Internal construct validity: The primary analytical strategy was testing the fit of the WALS for each condition to the Rasch Measurement Model to determine reliability and internal construct validity [44]. Given the requirements for fit, a hierarchical strategy was used (Supplementary Table 1). With level 1 as the priority (individual item fit), all requirements for model fit must be met. Should a Level 5 solution be unavailable (bi-factor solution on alternative items), item deletion will be considered (Level 6). If this fails then Level 7 will be used to test for a valid ordinal scale, and if this fails then Level 8 indicates no valid ordinal scale. Details of the Rasch analysis undertaken are in Supplementary File 2 and described elsewhere [45].
Construct (concurrent) validity: was assessed using Spearman’s correlations with work and health measures. Correlations were deemed: 0.8-1 = very strong; 0.6–0.79 = strong; 0.4–0.59 = moderate; 0.20–0.39 = weak; and 0-0.19 = very weak [46]. We hypothesised that, in the four condition groups, there would be: moderate to strong correlations between the WALS and scores for the three work measures: WLQ-25 (Percentage Productivity Loss and Summed scores), WIS (RA- and AS-WIS) and WPAI; and moderate correlations with severity of perceived health status, and condition-specific symptoms and physical function scales.
Discriminant validity: was assessed using Kruskal-Wallis tests to evaluate differences in perceived health status between participants reporting very poor/poor; fair; good/very good health status. A p-value of p ≤ 0.05 was considered significant.
Internal consistency: was assessed using Cronbach’s alpha. Results of ≥ 0.8 were deemed good to excellent: ≥ 0.9 is consistent with individual use; and > 0.7 with group-level use [46].

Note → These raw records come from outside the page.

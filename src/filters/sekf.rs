//! Square-root extended Kalman filter.
//!
//! Algebraically equivalent to the EKF but carries a square-root factor `L`
//! with `P = L·Lᵀ` instead of the covariance itself. Both the prediction and
//! the update are single QR triangularizations of stacked pre-arrays, so the
//! reconstructed covariance is positive semi-definite by construction and the
//! effective precision is roughly doubled.
//!
//! Prediction triangularizes `[L·Fᵀ ; Q_d^{1/2}ᵀ·Wᵀ]`. The update uses the
//! block pre-array
//!
//! ```text
//!   | R^{1/2}ᵀ   0  |          | Y  Z |
//!   | (H·L)ᵀ    Lᵀ  |  =  Q ·  | 0  T |
//! ```
//!
//! whose triangular post-array contains the innovation factor `Y` (with
//! `YᵀY = S`), the gain numerator `Z` (with `K = Zᵀ·Y⁻ᵀ`), and the posterior
//! factor `Tᵀ` in one step.

use crate::filters::{check_control, check_measurement, FilterError, FilterResult, KalmanFilter};
use crate::linalg;
use crate::manifold::{LieGroup, Tangent};
use crate::models::{MeasurementModel, SystemModel};
use nalgebra::{DMatrix, DVector};

/// Square-root EKF carrying a factor `L` with `P = L·Lᵀ`.
#[derive(Clone, Debug)]
pub struct Sekf<S: LieGroup> {
    state: S,
    factor: DMatrix<f64>,
}

impl<S: LieGroup> Sekf<S> {
    /// Create the filter from an initial state and a symmetric PSD initial
    /// covariance; the covariance is factored once at construction.
    pub fn new(state: S, covariance: DMatrix<f64>) -> FilterResult<Self> {
        linalg::check_symmetric(&covariance, S::DOF)
            .map_err(FilterError::InvalidInitialCovariance)?;
        let factor =
            linalg::sqrt_psd(&covariance).map_err(FilterError::InvalidInitialCovariance)?;
        Ok(Sekf { state, factor })
    }

    /// The internal square-root factor.
    pub fn factor(&self) -> &DMatrix<f64> {
        &self.factor
    }
}

impl<S: LieGroup> KalmanFilter<S> for Sekf<S> {
    fn propagate<M: SystemModel<State = S>>(
        &mut self,
        model: &M,
        control: &DVector<f64>,
        dt: f64,
    ) -> FilterResult<()> {
        check_control(model, control)?;
        let n = S::DOF;
        let q = model.control_dim();
        let mut jac_state = DMatrix::zeros(n, n);
        let mut jac_noise = DMatrix::zeros(n, q);
        self.state = model.step(
            &self.state,
            control,
            Some(&mut jac_state),
            Some(&mut jac_noise),
        );

        let noise_sqrt = linalg::sqrt_psd(&(model.noise_covariance() * dt))?;

        // Pre-array Aᵀ·A = F·P·Fᵀ + W·Q_d·Wᵀ
        let mut pre = DMatrix::zeros(n + q, n);
        pre.view_mut((0, 0), (n, n))
            .copy_from(&(self.factor.transpose() * jac_state.transpose()));
        pre.view_mut((n, 0), (q, n))
            .copy_from(&(noise_sqrt.transpose() * jac_noise.transpose()));
        self.factor = pre.qr().r().transpose();
        Ok(())
    }

    fn update<M: MeasurementModel<State = S>>(
        &mut self,
        model: &M,
        measurement: &DVector<f64>,
    ) -> FilterResult<()> {
        check_measurement(model, measurement)?;
        let n = S::DOF;
        let m = model.dim();
        let mut jac = DMatrix::zeros(m, n);
        let predicted = model.observe(&self.state, Some(&mut jac));

        let noise_sqrt = linalg::sqrt_psd(model.noise_covariance())?;

        let mut pre = DMatrix::zeros(m + n, m + n);
        pre.view_mut((0, 0), (m, m))
            .copy_from(&noise_sqrt.transpose());
        pre.view_mut((m, 0), (n, m))
            .copy_from(&(self.factor.transpose() * jac.transpose()));
        pre.view_mut((m, m), (n, n))
            .copy_from(&self.factor.transpose());

        let post = pre.qr().r();
        let innovation_factor = post.view((0, 0), (m, m)).into_owned();
        let gain_numerator = post.view((0, m), (m, n)).into_owned();
        let posterior_factor = post.view((m, m), (n, n)).into_owned();

        // dx = Zᵀ·(Y⁻ᵀ·z); Yᵀ is lower triangular
        let innovation = measurement - predicted;
        let whitened = innovation_factor
            .transpose()
            .solve_lower_triangular(&innovation)
            .ok_or(FilterError::SingularInnovation)?;
        let correction = S::Tangent::from_coeffs(&(gain_numerator.transpose() * whitened));
        self.state = self.state.right_plus(&correction, None, None);
        self.factor = posterior_factor.transpose();
        Ok(())
    }

    fn state(&self) -> &S {
        &self.state
    }

    fn covariance(&self) -> DMatrix<f64> {
        &self.factor * self.factor.transpose()
    }
}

Test-retest reliability was assessed in those reporting their health was “the same” at T2, using Spearman’s correlations and ICC (2,1): two-way random consistency, average measures model. An ICC ≥ 0.75 was considered excellent and 0.5–0.74 moderate [47]. Reliability of individual WALS items was calculated using linear weighted kappa, with levels of agreement as < 0.20 = poor; 0.21–0.40 = fair; 0.41–0.60 = moderate; 0.61–0.80 = good; 0.81-1.00 = very good [46].
Sensitivity to change: was assessed by calculating Standard Error of Measurement (SEM) and the Minimal Detectable Change95 (MDC95) scores, i.e. a statistical estimate of the smallest detectable change corresponding to change in ability [47, 48]. The formulae used were: SEM = s√(1 – r), where s = the mean plus standard deviation (SD) of T1 and T2 difference, r = the reliability coefficient for the test, i.e. Pearson’s correlation co-efficient between T1 and T2 values. Thereafter the MDC95 was calculated using the formula: MDC95 = SEM × √2 × 1.96 [48].
Floor and ceiling effects: were considered present if > 15% of participants achieved either the lowest or highest scores in the WALS [50].